In the listing below, how many lines hold "query"? Give the number only.

----

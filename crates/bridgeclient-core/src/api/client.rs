//! Connector for the Bridge REST API.
//!
//! This module provides the `BridgeConnector` struct for signing in and making
//! authenticated requests, plus the participant listing helpers built on `get`.

use std::time::Duration;

use chrono::{DateTime, SecondsFormat, Utc};
use reqwest::blocking::{Client, RequestBuilder};
use reqwest::header::{self, HeaderMap, HeaderName, HeaderValue};
use reqwest::Method;
use serde::Serialize;
use serde_json::Value;
use tracing::{debug, info, warn};

use crate::auth::{
    CredentialPrompt, CredentialStore, Credentials, PasswordStore, Session, TerminalPrompt,
};
use crate::config::{ConfigStore, AUTH_SECTION};
use crate::models::{ParticipantPage, ParticipantTable};

use super::request::{encode_segment, is_json, resolve_url};
use super::{BridgeError, RequestOptions, ResponseBody};

// ============================================================================
// Constants
// ============================================================================

/// Base URL of the Bridge web services
pub const BASE_URL: &str = "https://webservices.sagebridge.org";

/// Header carrying the session token on authenticated calls
const SESSION_HEADER: HeaderName = HeaderName::from_static("bridge-session");

const SIGN_IN_PATH: &str = "/v3/auth/signIn";
const PARTICIPANTS_PATH: &str = "/v3/participants";

const DEFAULT_STUDY: &str = "parkinson";
const DEFAULT_ACCOUNT_TYPE: &str = "researcher";

/// HTTP transport bound to one base URL. Knows nothing about sessions.
#[derive(Clone)]
struct Http {
    client: Client,
    base_url: String,
}

impl Http {
    fn execute(
        &self,
        method: Method,
        uri: &str,
        headers: HeaderMap,
        options: &RequestOptions,
        with_body: impl FnOnce(RequestBuilder) -> RequestBuilder,
    ) -> Result<ResponseBody, BridgeError> {
        let url = resolve_url(&self.base_url, uri);
        debug!(method = %method, url = %url, "Sending request");

        let mut request = self.client.request(method, &url).headers(headers);
        if !options.query.is_empty() {
            request = request.query(&options.query);
        }
        if let Some(timeout) = options.timeout {
            request = request.timeout(timeout);
        }

        let response = with_body(request).send()?;
        let status = response.status();
        debug!(status = %status, url = %url, "Response received");

        if !status.is_success() {
            let body = response.text()?;
            return Err(BridgeError::from_status(status, body));
        }

        let json = is_json(
            response
                .headers()
                .get(header::CONTENT_TYPE)
                .and_then(|v| v.to_str().ok()),
        );
        let text = response.text()?;
        if json {
            serde_json::from_str(&text)
                .map(ResponseBody::Json)
                .map_err(|source| BridgeError::Decode { url, source })
        } else {
            Ok(ResponseBody::Text(text))
        }
    }

    fn sign_in(&self, credentials: &Credentials) -> Result<Session, BridgeError> {
        let body = self
            .execute(
                Method::POST,
                SIGN_IN_PATH,
                HeaderMap::new(),
                &RequestOptions::new(),
                |request| request.json(credentials),
            )
            .map_err(|e| BridgeError::authentication("sign-in request failed", Some(e)))?;

        body.into_json()
            .and_then(Session::from_response)
            .ok_or_else(|| BridgeError::authentication("sign-in response has no session token", None))
    }
}

/// Builder for [`BridgeConnector`]; `connect` performs the sign-in.
pub struct BridgeConnectorBuilder {
    email: Option<String>,
    password: Option<String>,
    study: String,
    account_type: String,
    remember_me: bool,
    base_url: String,
    config: ConfigStore,
    prompt: Box<dyn CredentialPrompt>,
    password_store: Box<dyn PasswordStore>,
    client: Option<Client>,
}

impl Default for BridgeConnectorBuilder {
    fn default() -> Self {
        Self {
            email: None,
            password: None,
            study: DEFAULT_STUDY.to_string(),
            account_type: DEFAULT_ACCOUNT_TYPE.to_string(),
            remember_me: false,
            base_url: BASE_URL.to_string(),
            config: ConfigStore::default(),
            prompt: Box::new(TerminalPrompt),
            password_store: Box::new(CredentialStore),
            client: None,
        }
    }
}

impl BridgeConnectorBuilder {
    pub fn email(mut self, email: impl Into<String>) -> Self {
        self.email = Some(email.into());
        self
    }

    pub fn password(mut self, password: impl Into<String>) -> Self {
        self.password = Some(password.into());
        self
    }

    pub fn study(mut self, study: impl Into<String>) -> Self {
        self.study = study.into();
        self
    }

    pub fn account_type(mut self, account_type: impl Into<String>) -> Self {
        self.account_type = account_type.into();
        self
    }

    /// Save the password after a successful sign-in (OS keychain by default)
    pub fn remember_me(mut self, remember_me: bool) -> Self {
        self.remember_me = remember_me;
        self
    }

    pub fn base_url(mut self, base_url: impl Into<String>) -> Self {
        self.base_url = base_url.into();
        self
    }

    /// Where stored credentials are looked up when no email is given
    pub fn config(mut self, config: ConfigStore) -> Self {
        self.config = config;
        self
    }

    pub fn prompt(mut self, prompt: impl CredentialPrompt + 'static) -> Self {
        self.prompt = Box::new(prompt);
        self
    }

    /// Where remembered passwords are saved and offered from
    pub fn password_store(mut self, store: impl PasswordStore + 'static) -> Self {
        self.password_store = Box::new(store);
        self
    }

    /// Preconfigured HTTP client (proxies, TLS, default timeouts)
    pub fn http_client(mut self, client: Client) -> Self {
        self.client = Some(client);
        self
    }

    /// Email and password: explicit arguments, then the config file, then the prompt
    fn resolve_credentials(&self) -> Result<(String, String), BridgeError> {
        let mut email = self.email.clone();
        let mut password = self.password.clone();

        if email.is_none() {
            let auth = self.config.section(AUTH_SECTION)?;
            email = auth.get("email").filter(|s| !s.is_empty()).cloned();
            password = auth.get("password").cloned().or(password);
        }

        let email = match email {
            Some(email) => email,
            None => {
                password = None;
                self.prompt.username().map_err(BridgeError::Prompt)?
            }
        };
        let password = match password {
            Some(password) => password,
            None => self.stored_or_prompted_password(&email)?,
        };
        Ok((email, password))
    }

    /// Remembered password if the prompt accepts it, otherwise a typed one
    fn stored_or_prompted_password(&self, email: &str) -> Result<String, BridgeError> {
        if let Some(stored) = self.password_store.load(email) {
            if self.prompt.use_stored_password(email).map_err(BridgeError::Prompt)? {
                debug!("Using remembered password");
                return Ok(stored);
            }
        }
        self.prompt.password(email).map_err(BridgeError::Prompt)
    }

    /// Sign in and return a connector holding the new session
    pub fn connect(self) -> Result<BridgeConnector, BridgeError> {
        let (email, password) = self.resolve_credentials()?;

        let client = match self.client {
            Some(client) => client,
            // No timeout unless one is configured (blocking default is 30s)
            None => Client::builder().timeout(None::<Duration>).build()?,
        };
        let http = Http {
            client,
            base_url: self.base_url,
        };

        let credentials = Credentials {
            study: self.study,
            email,
            password,
            account_type: self.account_type,
        };
        let session = http.sign_in(&credentials)?;

        match session.first_name() {
            Some(name) => info!("Welcome {}", name),
            None => info!("Signed in"),
        }

        if self.remember_me {
            if let Err(e) = self.password_store.save(&credentials.email, &credentials.password) {
                warn!(error = %e, "Failed to remember password");
            }
        }

        Ok(BridgeConnector { http, session })
    }
}

/// Signed-in client for the Bridge REST API.
///
/// Holds one session for its whole lifetime. The session is never mutated, so
/// a shared reference may be used from several threads.
#[derive(Clone)]
pub struct BridgeConnector {
    http: Http,
    session: Session,
}

impl BridgeConnector {
    pub fn builder() -> BridgeConnectorBuilder {
        BridgeConnectorBuilder::default()
    }

    pub fn session(&self) -> &Session {
        &self.session
    }

    pub fn base_url(&self) -> &str {
        &self.http.base_url
    }

    fn headers_for(&self, options: &RequestOptions) -> Result<HeaderMap, BridgeError> {
        if let Some(headers) = &options.headers {
            return Ok(headers.clone());
        }
        let mut headers = HeaderMap::new();
        let value = HeaderValue::from_str(self.session.token())
            .map_err(|_| BridgeError::InvalidHeader("session token is not a valid header value".into()))?;
        headers.insert(SESSION_HEADER, value);
        Ok(headers)
    }

    // ===== Generic REST Methods =====

    /// GET `uri`, returning parsed JSON or raw text depending on content type
    pub fn get(&self, uri: &str, options: &RequestOptions) -> Result<ResponseBody, BridgeError> {
        let headers = self.headers_for(options)?;
        self.http
            .execute(Method::GET, uri, headers, options, |request| request)
    }

    /// POST a JSON body to `uri`
    pub fn post<B: Serialize + ?Sized>(
        &self,
        uri: &str,
        body: &B,
        options: &RequestOptions,
    ) -> Result<ResponseBody, BridgeError> {
        let headers = self.headers_for(options)?;
        self.http
            .execute(Method::POST, uri, headers, options, |request| request.json(body))
    }

    /// PUT a raw body to `uri`
    pub fn put(
        &self,
        uri: &str,
        body: Option<Vec<u8>>,
        options: &RequestOptions,
    ) -> Result<ResponseBody, BridgeError> {
        let headers = self.headers_for(options)?;
        self.http
            .execute(Method::PUT, uri, headers, options, |request| match body {
                Some(body) => request.body(body),
                None => request,
            })
    }

    /// DELETE `uri`; the response body is discarded
    pub fn delete(&self, uri: &str, options: &RequestOptions) -> Result<(), BridgeError> {
        let headers = self.headers_for(options)?;
        self.http
            .execute(Method::DELETE, uri, headers, options, |request| request)?;
        Ok(())
    }

    // ===== Participant Methods =====

    /// Fetch all participants who enrolled between the optional dates.
    ///
    /// Pages through `/v3/participants` until the server-reported total is
    /// reached. Columns include createdOn, email, firstName, id, lastName,
    /// status, studyIdentifier and type, plus anything else the server sends.
    pub fn participants(
        &self,
        start_date: Option<DateTime<Utc>>,
        end_date: Option<DateTime<Utc>>,
    ) -> Result<ParticipantTable, BridgeError> {
        let mut table = ParticipantTable::new();
        let mut offset: u64 = 0;

        loop {
            let mut options = RequestOptions::new();
            if let Some(start) = start_date {
                options = options.query("startDate", start.to_rfc3339_opts(SecondsFormat::Millis, true));
            }
            if let Some(end) = end_date {
                options = options.query("endDate", end.to_rfc3339_opts(SecondsFormat::Millis, true));
            }
            options = options.query("offsetBy", offset.to_string());

            let value = self.get_json(PARTICIPANTS_PATH, &options)?;
            let page: ParticipantPage = serde_json::from_value(value).map_err(|e| {
                BridgeError::UnexpectedResponse(format!("participant listing: {}", e))
            })?;

            let total = page.total;
            let received = page.items.len() as u64;
            if received == 0 && (table.len() as u64) < total {
                return Err(BridgeError::Pagination { offset, total });
            }

            let rows = ParticipantTable::from_items(page.items).map_err(|item| {
                BridgeError::UnexpectedResponse(format!("participant item is not an object: {}", item))
            })?;
            table.append(rows);
            offset += received;
            info!(fetched = table.len(), total = total, "Fetched participant page");

            if table.len() as u64 >= total {
                return Ok(table);
            }
        }
    }

    /// Fetch consent history, health code and other metadata for one participant
    pub fn participant_metadata(&self, user_id: &str) -> Result<Value, BridgeError> {
        let uri = format!("{}/{}", PARTICIPANTS_PATH, encode_segment(user_id));
        self.get_json(&uri, &RequestOptions::new())
    }

    /// Fetch information about a participant's last requests (uploads, sign-on, etc.)
    pub fn participant_info(&self, user_id: &str) -> Result<Value, BridgeError> {
        let uri = format!("{}/{}/requestInfo", PARTICIPANTS_PATH, encode_segment(user_id));
        self.get_json(&uri, &RequestOptions::new())
    }

    fn get_json(&self, uri: &str, options: &RequestOptions) -> Result<Value, BridgeError> {
        self.get(uri, options)?.into_json().ok_or_else(|| {
            BridgeError::UnexpectedResponse(format!("expected a JSON response from {}", uri))
        })
    }
}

----

→ **Response for this exercise**:
5